The summaries are free for public
use. The Chronic Liver Disease
Foundation will continue to add and
archive summaries of articles deemed
relevant to CLDF by the Board of
Trustees and its Advisors.
Abstract Details
The Effect of Mild to Moderate Renal Impairment on the Pharmacokinetics of the Nucleoside Analog Hepatitis C Virus Polymerase Inhibitor Mericitabine
Haznedar J1, Moreira S, Marbury T, Robson R, Smith W, Kulkarni R, Munson ML, Thommes JA, Lemenuel-Diot A, Washington C, Smith P, Chen YC. Drug Dev Res. 2013 Dec 26. doi: 10.1002/ddr.21166. [Epub ahead of print]
Author information
1Genentech, South San Francisco, CA, USA.
Abstract
Clinical Development Phases I-III Regulatory, Quality, Manufacturing Mericitabine is the prodrug of RO4995855, a selective inhibitor of the hepatitis C virus (HCV) NS5B polymerase.
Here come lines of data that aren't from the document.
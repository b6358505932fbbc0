//! Embedded image payloads (`OiDIB` blocks).
//!
//! The bytes are carried opaquely. [`DibPayload::info_header`] peeks the
//! leading `BITMAPINFOHEADER` so sinks can size the image without decoding
//! pixels.

use std::io::Cursor;

use byteorder::{LittleEndian, ReadBytesExt};

/// Size of a Win32 `BITMAPINFOHEADER`, in bytes.
pub const BITMAP_INFO_HEADER_LEN: usize = 40;

/// An owned device-independent bitmap, exactly as stored in the tag.
#[derive(Debug, Clone, PartialEq, Eq, Default)]
#[cfg_attr(feature = "serde", derive(serde::Serialize, serde::Deserialize))]
pub struct DibPayload {
    bytes: Vec<u8>,
}

/// Dimensions reported by a DIB's `BITMAPINFOHEADER`.
#[derive(Debug, Clone, Copy, PartialEq, Eq)]
#[cfg_attr(feature = "serde", derive(serde::Serialize, serde::Deserialize))]
pub struct DibInfoHeader {
    /// `biSize`; 40 for a plain `BITMAPINFOHEADER`, larger for V4/V5 headers.
    pub header_size: u32,
    pub width: i32,
    /// Negative for top-down bitmaps.
    pub height: i32,
    pub planes: u16,
    pub bit_count: u16,
}

impl DibPayload {
    pub fn new(bytes: Vec<u8>) -> Self {
        Self { bytes }
    }

    pub fn as_bytes(&self) -> &[u8] {
        &self.bytes
    }

    pub fn into_bytes(self) -> Vec<u8> {
        self.bytes
    }

    pub fn len(&self) -> usize {
        self.bytes.len()
    }

    pub fn is_empty(&self) -> bool {
        self.bytes.is_empty()
    }

    /// Peek the `BITMAPINFOHEADER` at the start of the payload.
    ///
    /// Returns `None` when fewer than 40 bytes are present or when `biSize`
    /// is smaller than a `BITMAPINFOHEADER` (e.g. an OS/2 core header).
    pub fn info_header(&self) -> Option<DibInfoHeader> {
        if self.bytes.len() < BITMAP_INFO_HEADER_LEN {
            return None;
        }
        let mut reader = Cursor::new(&self.bytes[..BITMAP_INFO_HEADER_LEN]);
        let header_size = reader.read_u32::<LittleEndian>().ok()?;
        if (header_size as usize) < BITMAP_INFO_HEADER_LEN {
            return None;
        }
        let width = reader.read_i32::<LittleEndian>().ok()?;
        let height = reader.read_i32::<LittleEndian>().ok()?;
        let planes = reader.read_u16::<LittleEndian>().ok()?;
        let bit_count = reader.read_u16::<LittleEndian>().ok()?;
        Some(DibInfoHeader {
            header_size,
            width,
            height,
            planes,
            bit_count,
        })
    }
}

impl From<Vec<u8>> for DibPayload {
    fn from(bytes: Vec<u8>) -> Self {
        Self::new(bytes)
    }
}

#[cfg(test)]
mod tests {
    use super::*;

    fn info_header_bytes(width: i32, height: i32, bit_count: u16) -> Vec<u8> {
        let mut bytes = Vec::new();
        bytes.extend_from_slice(&40u32.to_le_bytes());
        bytes.extend_from_slice(&width.to_le_bytes());
        bytes.extend_from_slice(&height.to_le_bytes());
        bytes.extend_from_slice(&1u16.to_le_bytes());
        bytes.extend_from_slice(&bit_count.to_le_bytes());
        bytes.resize(40, 0);
        bytes
    }

    #[test]
    fn short_payload_has_no_header() {
        let dib = DibPayload::new(vec![104, 101, 108, 108]);
        assert_eq!(dib.len(), 4);
        assert!(dib.info_header().is_none());
    }

    #[test]
    fn reads_dimensions() {
        let mut bytes = info_header_bytes(640, -480, 24);
        bytes.extend_from_slice(&[0xFF; 12]);
        let dib = DibPayload::new(bytes);
        let header = dib.info_header().unwrap();
        assert_eq!(header.header_size, 40);
        assert_eq!(header.width, 640);
        assert_eq!(header.height, -480);
        assert_eq!(header.planes, 1);
        assert_eq!(header.bit_count, 24);
    }

    #[test]
    fn core_header_is_rejected() {
        let mut bytes = info_header_bytes(16, 16, 8);
        bytes[0] = 12;
        assert!(DibPayload::new(bytes).info_header().is_none());
    }

    #[test]
    fn bytes_are_kept_verbatim() {
        let dib = DibPayload::from(vec![1, 2, 3]);
        assert_eq!(dib.as_bytes(), &[1, 2, 3]);
        assert_eq!(dib.into_bytes(), vec![1, 2, 3]);
        assert!(DibPayload::default().is_empty());
    }
}
//! Mark-to-annotation translation.
//!
//! [`translate`] turns one complete [`MarkRecord`] into the single
//! [`Annotation`] a sink receives for it. Point lists are stored relative to
//! the upper-left corner of the mark's bounds and are moved into image space
//! here.

use wang_annot_core::{
    Annotation, Bounds, DisplayText, EmbeddedImageAnnotation, FreehandAnnotation, LineAnnotation,
    LinkAnnotation, MarkAttributes, MarkType, Point, PolygonAnnotation, RectangleAnnotation,
    RubberStampAnnotation, StickyNoteAnnotation, TextAnnotation,
};

use crate::error::TranslateError;
use crate::handler::{AnnotationHandler, dispatch};
use crate::record::MarkRecord;

/// Translate a complete mark.
///
/// Fails if the record has no attributes, if the mark kind has no
/// translation, or if a named block the kind depends on is missing.
pub fn translate(record: &MarkRecord) -> Result<Annotation, TranslateError> {
    let attributes = record
        .attributes
        .as_ref()
        .ok_or(TranslateError::Unsupported(MarkType::Invalid))?;

    match attributes.mark_type {
        MarkType::StraightLine => straight_line(attributes, record),
        MarkType::FreehandLine => freehand_line(attributes, record),
        MarkType::HollowRectangle | MarkType::FilledRectangle => Ok(rectangle(attributes)),
        MarkType::HollowPolygon | MarkType::FilledPolygon => polygon(attributes, record),
        MarkType::TypedText => typed_text(attributes, record),
        MarkType::AttachANote => attach_a_note(attributes, record),
        MarkType::TextStamp => text_stamp(attributes, record),
        // OCR regions carry their sequence number as text and render like
        // text from file.
        MarkType::TextFromFile | MarkType::OcrRegion => text_from_file(attributes, record),
        MarkType::ImageEmbedded => image_embedded(attributes, record),
        kind @ (MarkType::ImageReference | MarkType::Form | MarkType::Invalid) => {
            Err(TranslateError::Unsupported(kind))
        }
    }
}

/// Translate `record` and hand the result to `handler`.
///
/// [`on_mark`](AnnotationHandler::on_mark) is called first, then exactly one
/// annotation method. Nothing is called if translation fails.
pub fn send<H: AnnotationHandler + ?Sized>(
    record: &MarkRecord,
    sequence: usize,
    handler: &mut H,
) -> Result<(), TranslateError> {
    let annotation = translate(record)?;
    if let Some(info) = record.info(sequence) {
        handler.on_mark(&info);
    }
    dispatch(handler, annotation);
    Ok(())
}

fn points_in_image(bounds: &Bounds, points: &[Point]) -> Vec<Point> {
    points.iter().map(|&point| bounds.to_image(point)).collect()
}

fn require_points<'r>(
    attributes: &MarkAttributes,
    record: &'r MarkRecord,
) -> Result<&'r [Point], TranslateError> {
    record
        .points
        .as_deref()
        .ok_or(TranslateError::MissingBlock {
            mark_type: attributes.mark_type,
            block: "OiAnoDat",
        })
}

fn require_text<'r>(
    attributes: &MarkAttributes,
    record: &'r MarkRecord,
) -> Result<&'r DisplayText, TranslateError> {
    record
        .display_text
        .as_ref()
        .ok_or(TranslateError::MissingBlock {
            mark_type: attributes.mark_type,
            block: "OiAnText",
        })
}

fn straight_line(
    attributes: &MarkAttributes,
    record: &MarkRecord,
) -> Result<Annotation, TranslateError> {
    let points = require_points(attributes, record)?;
    let [first, second] = points else {
        return Err(TranslateError::PointCount {
            mark_type: attributes.mark_type,
            expected: 2,
            found: points.len(),
        });
    };

    if attributes.highlighting {
        return Ok(Annotation::FreehandHighlighter(FreehandAnnotation {
            points: points_in_image(&attributes.bounds, points),
            color: attributes.color1,
            line_width: attributes.line_width,
        }));
    }

    // Only the first x is shifted by the bounds; the format stores the
    // other three coordinates as they are.
    Ok(Annotation::Line(LineAnnotation {
        start: Point::new(attributes.bounds.left.wrapping_add(first.x), first.y),
        end: *second,
        color: attributes.color1,
        line_width: attributes.line_width,
    }))
}

fn freehand_line(
    attributes: &MarkAttributes,
    record: &MarkRecord,
) -> Result<Annotation, TranslateError> {
    let points = require_points(attributes, record)?;
    Ok(Annotation::Freehand(FreehandAnnotation {
        points: points_in_image(&attributes.bounds, points),
        color: attributes.color1,
        line_width: attributes.line_width,
    }))
}

fn rectangle(attributes: &MarkAttributes) -> Annotation {
    let fill = attributes.mark_type == MarkType::FilledRectangle;
    Annotation::Rectangle(RectangleAnnotation {
        rect: attributes.bounds.to_pixel_rect(),
        border_color: attributes.color1,
        fill_color: attributes.color1,
        fill,
        border_width: if fill { 0 } else { attributes.line_width },
    })
}

fn polygon(attributes: &MarkAttributes, record: &MarkRecord) -> Result<Annotation, TranslateError> {
    let points = require_points(attributes, record)?;
    let fill = attributes.mark_type == MarkType::FilledPolygon;
    Ok(Annotation::Polygon(PolygonAnnotation {
        points: points_in_image(&attributes.bounds, points),
        border_color: attributes.color1,
        fill_color: attributes.color1,
        fill,
        border_width: if fill { 0 } else { attributes.line_width },
    }))
}

fn typed_text(
    attributes: &MarkAttributes,
    record: &MarkRecord,
) -> Result<Annotation, TranslateError> {
    let text = require_text(attributes, record)?;
    let font = &attributes.font;

    if let Some(link) = &record.hyperlink {
        return Ok(Annotation::Link(LinkAnnotation {
            rect: attributes.bounds.to_pixel_rect(),
            text: text.text.clone(),
            italic: font.italic,
            underline: font.underline,
            face_name: font.face_name.clone(),
            color: attributes.color1,
            target: link.target(),
        }));
    }

    Ok(Annotation::Text(text_annotation(attributes, text)))
}

fn text_from_file(
    attributes: &MarkAttributes,
    record: &MarkRecord,
) -> Result<Annotation, TranslateError> {
    let text = require_text(attributes, record)?;
    Ok(Annotation::Text(text_annotation(attributes, text)))
}

fn text_annotation(attributes: &MarkAttributes, text: &DisplayText) -> TextAnnotation {
    TextAnnotation {
        rect: attributes.bounds.to_pixel_rect(),
        text: text.text.clone(),
        italic: attributes.font.italic,
        underline: attributes.font.underline,
        face_name: attributes.font.face_name.clone(),
        rotation: text.rotation_degrees(),
        color: attributes.color1,
    }
}

fn attach_a_note(
    attributes: &MarkAttributes,
    record: &MarkRecord,
) -> Result<Annotation, TranslateError> {
    let text = require_text(attributes, record)?;
    Ok(Annotation::StickyNote(StickyNoteAnnotation {
        rect: attributes.bounds.to_pixel_rect(),
        text: text.text.clone(),
        fore_color: attributes.color1,
        fill_color: attributes.color2,
        italic: attributes.font.italic,
        underline: attributes.font.underline,
        face_name: attributes.font.face_name.clone(),
    }))
}

fn text_stamp(
    attributes: &MarkAttributes,
    record: &MarkRecord,
) -> Result<Annotation, TranslateError> {
    let text = require_text(attributes, record)?;
    Ok(Annotation::RubberStamp(RubberStampAnnotation {
        rect: attributes.bounds.to_pixel_rect(),
        text: text.text.clone(),
        rotation: text.rotation_degrees(),
        color: attributes.color1,
    }))
}

fn image_embedded(
    attributes: &MarkAttributes,
    record: &MarkRecord,
) -> Result<Annotation, TranslateError> {
    let missing = |block| TranslateError::MissingBlock {
        mark_type: attributes.mark_type,
        block,
    };
    let filename = record.filename.as_ref().ok_or_else(|| missing("OiFilNam"))?;
    let image = record.dib.as_ref().ok_or_else(|| missing("OiDIB"))?;

    Ok(Annotation::EmbeddedImage(EmbeddedImageAnnotation {
        rect: attributes.bounds.to_pixel_rect(),
        filename: filename.clone(),
        image: image.clone(),
        rotation_code: record.rotation.as_ref().map(|rotation| rotation.code),
    }))
}
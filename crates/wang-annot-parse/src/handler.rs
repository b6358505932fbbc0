//! Annotation sink callback trait.
//!
//! Defines the [`AnnotationHandler`] trait through which decoded marks leave
//! the decoder. The block walker calls one annotation method per translated
//! mark, in stream order, preceded by [`on_mark`](AnnotationHandler::on_mark).

use wang_annot_core::{
    Annotation, DecodeWarning, EmbeddedImageAnnotation, FreehandAnnotation, LineAnnotation,
    LinkAnnotation, MarkInfo, PolygonAnnotation, RectangleAnnotation, RubberStampAnnotation,
    StickyNoteAnnotation, TextAnnotation,
};

/// Callback handler receiving translated annotations.
///
/// All methods have default no-op implementations, so a sink only overrides
/// the annotation kinds it can render.
///
/// Calls made before a decode fails are not rolled back. A sink that must
/// apply a tag atomically should buffer calls and commit them only once the
/// decode reports success; [`AnnotationCollector`] does exactly that.
pub trait AnnotationHandler {
    /// Called before the annotation call of each mark.
    fn on_mark(&mut self, _info: &MarkInfo) {}

    /// A straight line.
    fn on_line(&mut self, _annotation: LineAnnotation) {}

    /// A highlighter stroke; highlighted straight lines arrive here.
    fn on_freehand_highlighter(&mut self, _annotation: FreehandAnnotation) {}

    fn on_freehand(&mut self, _annotation: FreehandAnnotation) {}

    /// Typed text, text from file and OCR regions.
    fn on_text(&mut self, _annotation: TextAnnotation) {}

    /// Typed text carrying a hyperlink.
    fn on_link(&mut self, _annotation: LinkAnnotation) {}

    fn on_sticky_note(&mut self, _annotation: StickyNoteAnnotation) {}

    fn on_rectangle(&mut self, _annotation: RectangleAnnotation) {}

    fn on_polygon(&mut self, _annotation: PolygonAnnotation) {}

    fn on_embedded_image(&mut self, _annotation: EmbeddedImageAnnotation) {}

    fn on_rubber_stamp(&mut self, _annotation: RubberStampAnnotation) {}

    /// Called when a non-fatal warning is encountered during decoding.
    ///
    /// Warnings never change the outcome of the decode.
    fn on_warning(&mut self, _warning: DecodeWarning) {}
}

/// Route an [`Annotation`] to the matching handler method.
pub fn dispatch<H: AnnotationHandler + ?Sized>(handler: &mut H, annotation: Annotation) {
    match annotation {
        Annotation::Line(a) => handler.on_line(a),
        Annotation::FreehandHighlighter(a) => handler.on_freehand_highlighter(a),
        Annotation::Freehand(a) => handler.on_freehand(a),
        Annotation::Text(a) => handler.on_text(a),
        Annotation::Link(a) => handler.on_link(a),
        Annotation::StickyNote(a) => handler.on_sticky_note(a),
        Annotation::Rectangle(a) => handler.on_rectangle(a),
        Annotation::Polygon(a) => handler.on_polygon(a),
        Annotation::EmbeddedImage(a) => handler.on_embedded_image(a),
        Annotation::RubberStamp(a) => handler.on_rubber_stamp(a),
    }
}

/// A handler that records every call it receives.
#[derive(Debug, Clone, Default)]
pub struct AnnotationCollector {
    pub annotations: Vec<Annotation>,
    pub marks: Vec<MarkInfo>,
    pub warnings: Vec<DecodeWarning>,
}

impl AnnotationCollector {
    pub fn new() -> Self {
        Self::default()
    }

    pub fn is_empty(&self) -> bool {
        self.annotations.is_empty()
    }
}

impl AnnotationHandler for AnnotationCollector {
    fn on_mark(&mut self, info: &MarkInfo) {
        self.marks.push(info.clone());
    }

    fn on_line(&mut self, annotation: LineAnnotation) {
        self.annotations.push(Annotation::Line(annotation));
    }

    fn on_freehand_highlighter(&mut self, annotation: FreehandAnnotation) {
        self.annotations
            .push(Annotation::FreehandHighlighter(annotation));
    }

    fn on_freehand(&mut self, annotation: FreehandAnnotation) {
        self.annotations.push(Annotation::Freehand(annotation));
    }

    fn on_text(&mut self, annotation: TextAnnotation) {
        self.annotations.push(Annotation::Text(annotation));
    }

    fn on_link(&mut self, annotation: LinkAnnotation) {
        self.annotations.push(Annotation::Link(annotation));
    }

    fn on_sticky_note(&mut self, annotation: StickyNoteAnnotation) {
        self.annotations.push(Annotation::StickyNote(annotation));
    }

    fn on_rectangle(&mut self, annotation: RectangleAnnotation) {
        self.annotations.push(Annotation::Rectangle(annotation));
    }

    fn on_polygon(&mut self, annotation: PolygonAnnotation) {
        self.annotations.push(Annotation::Polygon(annotation));
    }

    fn on_embedded_image(&mut self, annotation: EmbeddedImageAnnotation) {
        self.annotations.push(Annotation::EmbeddedImage(annotation));
    }

    fn on_rubber_stamp(&mut self, annotation: RubberStampAnnotation) {
        self.annotations.push(Annotation::RubberStamp(annotation));
    }

    fn on_warning(&mut self, warning: DecodeWarning) {
        self.warnings.push(warning);
    }
}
This study assessed the effect of renal impairment on RO4995855 pharmacokinetics. In this open-label study, HCV-negative volunteers (18-75 years) with normal renal function (NRF: creatinine clearance [CLCR ] >80 mL/min, n = 10) or stable renal impairment (mild: CLCR 50-80 mL/min, n = 10; moderate: CLCR 30-49 mL/min, n = 10) received oral mericitabine 1000 mg twice daily (BID) (500 mg BID for moderate renal impairment) for 5 days. Primary outcome measures were renal clearance, maximum plasma concentration (Cmax ), and area under the concentration-time curve (0-12 h) (AUC0-12 ) for RO4995855. Renal clearance decreased as renal function decreased. Relative to subjects with NRF, the geometric mean ratios (GMR) for AUC0-12 and Cmax in mild renal impairment subjects were 1.45 (90% confidence interval [CI], 1.26-1.66) and 1.14 (1.02-1.28), respectively. For moderate renal impairment subjects, the dose-normalized GMR for AUC0-12 and Cmax relative to NRF subjects were 2.51 (90% CI, 2.19-2.88) and 1.76 (1.56-1.97), respectively. Renal clearance of RO4995855 declined in subjects with mild/moderate renal impairment following mericitabine. Dose adjustment of mericitabine may be required in patients with moderate renal impairment.